There appear to be far more than 144 journalists making campaign contributions, but msnbc.com limited its search to:

  • Federal candidates, PACs and parties in the records of the Federal Election Commission, not the separate state campaign records.
  • The period January 2004 through the first quarter of this year.
  • Donors in news jobs, not corporate executives or publishers, who are allowed by nearly every news organization to donate.

Campaigns are spotty about reporting the occupation and employer of donors. The law requires only that campaigns make a good-faith effort to request the information from donors.

Our first search of the records used job titles: "editor," "anchor" and so on. Because often no job title is reported, we also searched using the names of news companies. Smaller companies were not checked; for example, we checked only the company names of the 200 largest newspapers, out of more than 1,400 dailies in the nation.

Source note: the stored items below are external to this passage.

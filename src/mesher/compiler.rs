//! Geometry compiler: resolved model plus orientation to bucketed quads.

use super::geometry::{CompiledGeometry, GeometryBuilder};
use crate::atlas::TextureAtlas;
use crate::resource_pack::{Element, Model};
use crate::types::rotation::{remap_cull, uv_lock_rotation};
use crate::types::{Axis, Direction, ElementRotation, Orientation};
use glam::{Mat3, Vec3};

/// Corners of an element, index `x * 4 + y * 2 + z` where each bit picks
/// `to` over `from`. Unit-cube coordinates.
pub fn element_corners(from: [f32; 3], to: [f32; 3]) -> [[f32; 3]; 8] {
    std::array::from_fn(|i| {
        let pick = |bit: usize, axis: usize| (if i & bit != 0 { to[axis] } else { from[axis] }) / 16.0;
        [pick(4, 0), pick(2, 1), pick(1, 2)]
    })
}

/// Corner indices of a face, ordered top-left, top-right, bottom-left,
/// bottom-right as seen from outside. Triangles are (0, 2, 1), (1, 2, 3).
pub fn face_corners(dir: Direction) -> [usize; 4] {
    match dir {
        Direction::Up => [2, 6, 3, 7],
        Direction::Down => [1, 5, 0, 4],
        Direction::South => [3, 7, 1, 5],
        Direction::North => [6, 2, 4, 0],
        Direction::East => [7, 6, 5, 4],
        Direction::West => [2, 3, 0, 1],
    }
}

/// Compile every element of a model at one orientation.
///
/// Output order follows element order, then face order, so the same input
/// always produces identical arrays.
pub fn compile(model: &Model, orientation: Orientation, atlas: &TextureAtlas) -> CompiledGeometry {
    let mut builder = GeometryBuilder::new();
    for element in &model.elements {
        append_element(&mut builder, model, element, orientation, atlas);
    }
    builder.build()
}

fn append_element(
    builder: &mut GeometryBuilder,
    model: &Model,
    element: &Element,
    orientation: Orientation,
    atlas: &TextureAtlas,
) {
    let mut corners = element_corners(element.from, element.to);

    if let Some(rotation) = &element.rotation {
        apply_element_rotation(&mut corners, rotation);
    }

    if !orientation.is_identity() {
        for corner in corners.iter_mut() {
            *corner = orientation.rotate_point(*corner);
        }
    }

    for (dir, face) in &element.faces {
        let cull = remap_cull(orientation, face.cull);
        let facing = remap_cull(orientation, dir.to_cull());
        let positions = face_corners(*dir).map(|i| corners[i]);

        let texture = model.resolve_reference(&face.texture);
        let (uvs, anim) = atlas.get_uvs(&texture, face.uv, uv_lock_rotation(orientation, *dir));

        builder.push_quad(cull, facing, positions, rotate_face_uvs(uvs, face.rotation), anim, face.tint_index);
    }
}

/// Reassign resolved UV corners for a face's own rotation. The sampled
/// area is unchanged, only which vertex gets which corner.
pub fn rotate_face_uvs<T: Copy>(uvs: [T; 4], quarter_turns: u8) -> [T; 4] {
    let order = match quarter_turns % 4 {
        1 => [2, 0, 3, 1],
        2 => [3, 2, 1, 0],
        3 => [1, 3, 0, 2],
        _ => [0, 1, 2, 3],
    };
    order.map(|i| uvs[i])
}

/// Rotate corners about the element pivot, one axis at a time.
fn apply_element_rotation(corners: &mut [[f32; 3]; 8], rotation: &ElementRotation) {
    let origin = Vec3::from(rotation.normalized_origin());

    for (axis, angle) in rotation.axis_steps() {
        let matrix = match axis {
            Axis::X => Mat3::from_rotation_x(angle),
            Axis::Y => Mat3::from_rotation_y(angle),
            Axis::Z => Mat3::from_rotation_z(angle),
        };

        let scale = if rotation.rescale() && angle.cos().abs() > 1e-4 {
            crate::types::rescale_factor(angle)
        } else {
            1.0
        };
        let stretch = match axis {
            Axis::X => Vec3::new(1.0, scale, scale),
            Axis::Y => Vec3::new(scale, 1.0, scale),
            Axis::Z => Vec3::new(scale, scale, 1.0),
        };

        for corner in corners.iter_mut() {
            let rotated = matrix * (Vec3::from(*corner) - origin) * stretch;
            *corner = (rotated + origin).to_array();
        }
    }
}

#[cfg(test)]
mod tests {
    use super::*;
    use crate::resource_pack::ModelDocument;
    use crate::types::{CullDirection, ResourceLocation};

    const CUBE: &str = r##"{
        "textures": { "all": "block/stone" },
        "elements": [{
            "from": [0, 0, 0], "to": [16, 16, 16],
            "faces": {
                "down":  { "texture": "#all", "cullface": "down" },
                "up":    { "texture": "#all", "cullface": "up" },
                "north": { "texture": "#all", "cullface": "north" },
                "south": { "texture": "#all", "cullface": "south" },
                "west":  { "texture": "#all", "cullface": "west" },
                "east":  { "texture": "#all", "cullface": "east", "tintindex": 0 }
            }
        }]
    }"##;

    fn model(json: &str) -> Model {
        let doc: ModelDocument = serde_json::from_str(json).unwrap();
        let mut model = Model::default();
        model.apply_document(&doc, &ResourceLocation::parse("block/test"));
        model
    }

    fn close(a: [f32; 3], b: [f32; 3]) -> bool {
        a.iter().zip(b).all(|(x, y)| (x - y).abs() < 1e-5)
    }

    #[test]
    fn test_corner_indexing() {
        let corners = element_corners([0.0, 0.0, 0.0], [16.0, 8.0, 4.0]);
        assert_eq!(corners[0], [0.0, 0.0, 0.0]);
        assert_eq!(corners[7], [1.0, 0.5, 0.25]);
        assert_eq!(corners[4], [1.0, 0.0, 0.0]);
        assert_eq!(corners[1], [0.0, 0.0, 0.25]);
    }

    #[test]
    fn test_full_cube_buckets() {
        let geometry = compile(&model(CUBE), Orientation::IDENTITY, &TextureAtlas::empty());

        assert!(geometry.bucket(CullDirection::None).is_empty());
        for dir in CullDirection::DIRECTIONAL {
            assert_eq!(geometry.bucket(dir).len(), 4, "{:?}", dir);
        }

        let up = geometry.bucket(CullDirection::Up);
        assert_eq!(
            up.positions,
            vec![[0.0, 1.0, 0.0], [1.0, 1.0, 0.0], [0.0, 1.0, 1.0], [1.0, 1.0, 1.0]]
        );
        assert_eq!(up.uvs[0], [0.0, 0.0, 0.0]);
        assert_eq!(up.uvs[3], [1.0, 1.0, 0.0]);
        assert_eq!(geometry.bucket(CullDirection::East).tints, vec![0; 4]);
        assert_eq!(up.tints, vec![-1; 4]);
    }

    #[test]
    fn test_faces_lie_on_their_side() {
        let geometry = compile(&model(CUBE), Orientation::IDENTITY, &TextureAtlas::empty());
        for dir in CullDirection::DIRECTIONAL {
            let (dx, dy, dz) = dir.to_direction().unwrap().offset();
            let expected = [dx, dy, dz].map(|d| (d as f32 + 1.0) / 2.0);
            for p in &geometry.bucket(dir).positions {
                for axis in 0..3 {
                    if [dx, dy, dz][axis] != 0 {
                        assert_eq!(p[axis], expected[axis]);
                    }
                }
            }
        }
    }

    #[test]
    fn test_compile_is_deterministic() {
        let m = model(CUBE);
        let o = Orientation::new(1, 3, true);
        let atlas = TextureAtlas::empty();
        assert_eq!(compile(&m, o, &atlas), compile(&m, o, &atlas));
    }

    #[test]
    fn test_orientation_moves_buckets() {
        let geometry = compile(&model(CUBE), Orientation::new(0, 1, false), &TextureAtlas::empty());
        // The authored north face now points east.
        for p in &geometry.bucket(CullDirection::East).positions {
            assert!((p[0] - 1.0).abs() < 1e-6);
        }
        assert_eq!(geometry.bucket(CullDirection::East).len(), 4);
        assert_eq!(geometry.bucket(CullDirection::Up).len(), 4);
    }

    #[test]
    fn test_face_without_cullface_culls_against_its_direction() {
        let geometry = compile(
            &model(
                r##"{
                "textures": { "side": "block/torch" },
                "elements": [{
                    "from": [7, 0, 7], "to": [9, 10, 9],
                    "faces": {
                        "north": { "texture": "#side" },
                        "down":  { "texture": "#side" }
                    }
                }]
            }"##,
            ),
            Orientation::new(0, 1, false),
            &TextureAtlas::empty(),
        );

        // Inset faces still take their own direction, turned with the block.
        assert_eq!(geometry.bucket(CullDirection::Down).len(), 4);
        assert_eq!(geometry.bucket(CullDirection::East).len(), 4);
        assert!(geometry.bucket(CullDirection::None).is_empty());
        assert!(geometry.no_cull_dirs().is_empty());
    }

    #[test]
    fn test_unknown_cullface_is_never_culled() {
        let geometry = compile(
            &model(
                r##"{
                "textures": { "side": "block/torch" },
                "elements": [{
                    "from": [0, 0, 0], "to": [16, 16, 16],
                    "faces": { "north": { "texture": "#side", "cullface": "sideways" } }
                }]
            }"##,
            ),
            Orientation::new(0, 1, false),
            &TextureAtlas::empty(),
        );

        assert_eq!(geometry.bucket(CullDirection::None).len(), 4);
        assert_eq!(geometry.no_cull_dirs(), &[CullDirection::East]);
    }

    #[test]
    fn test_face_uv_rotation_order() {
        let uvs = [0, 1, 2, 3];
        assert_eq!(rotate_face_uvs(uvs, 0), [0, 1, 2, 3]);
        assert_eq!(rotate_face_uvs(uvs, 1), [2, 0, 3, 1]);
        assert_eq!(rotate_face_uvs(uvs, 2), [3, 2, 1, 0]);
        assert_eq!(rotate_face_uvs(uvs, 3), [1, 3, 0, 2]);
    }

    #[test]
    fn test_uvlock_rotates_sampled_area() {
        let json = r##"{
            "textures": { "top": "block/log_top" },
            "elements": [{ "from": [0,0,0], "to": [16,16,16],
                "faces": { "up": { "texture": "#top", "uv": [0, 0, 8, 8], "cullface": "up" } } }]
        }"##;
        let m = model(json);
        let atlas = TextureAtlas::empty();
        let free = compile(&m, Orientation::new(0, 1, false), &atlas);
        let locked = compile(&m, Orientation::new(0, 1, true), &atlas);
        assert_eq!(free.bucket(CullDirection::Up).uvs[0], [0.0, 0.0, 0.0]);
        assert_ne!(locked.bucket(CullDirection::Up).uvs, free.bucket(CullDirection::Up).uvs);
    }

    #[test]
    fn test_rescaled_diagonal_reaches_corners() {
        let json = r##"{
            "textures": { "cross": "block/grass" },
            "elements": [{
                "from": [0, 0, 8], "to": [16, 16, 8],
                "rotation": { "origin": [8, 8, 8], "axis": "y", "angle": 45, "rescale": true },
                "faces": { "north": { "texture": "#cross" } }
            }]
        }"##;
        let geometry = compile(&model(json), Orientation::IDENTITY, &TextureAtlas::empty());
        let quad = &geometry.bucket(CullDirection::North).positions;
        assert_eq!(quad.len(), 4);
        for p in quad {
            for c in [p[0], p[2]] {
                assert!(c.abs() < 1e-5 || (c - 1.0).abs() < 1e-5, "{:?}", p);
            }
        }
    }

    #[test]
    fn test_unscaled_rotation_is_rigid() {
        let mut corners = element_corners([4.0, 0.0, 4.0], [12.0, 16.0, 12.0]);
        let before = corners;
        apply_element_rotation(
            &mut corners,
            &ElementRotation::Single {
                origin: [8.0, 8.0, 8.0],
                axis: Axis::Z,
                angle: 22.5,
                rescale: false,
            },
        );
        let pivot = Vec3::splat(0.5);
        for (a, b) in before.iter().zip(corners.iter()) {
            let da = (Vec3::from(*a) - pivot).length();
            let db = (Vec3::from(*b) - pivot).length();
            assert!((da - db).abs() < 1e-5);
        }
        assert!(!close(before[0], corners[0]));
    }
}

Small donations may not be in the records. Many candidates report only donations of $200 or more. Reporting of smaller donations is optional but is becoming more common with electronic filing of campaign reports to the FEC.

Then, with a list of about 300 apparent journalists, we tried to contact them all. The list published here includes only those who either confirmed that they made the donation or did not respond. Many journalists who changed jobs since the donations were not contacted and are not included here.

The final list represents a tiny percentage of the working journalists in the nation. Daily newspapers alone employ about 60,000 full-time journalists. Approximately 30,000 work in television news jobs and 10,000 in radio news.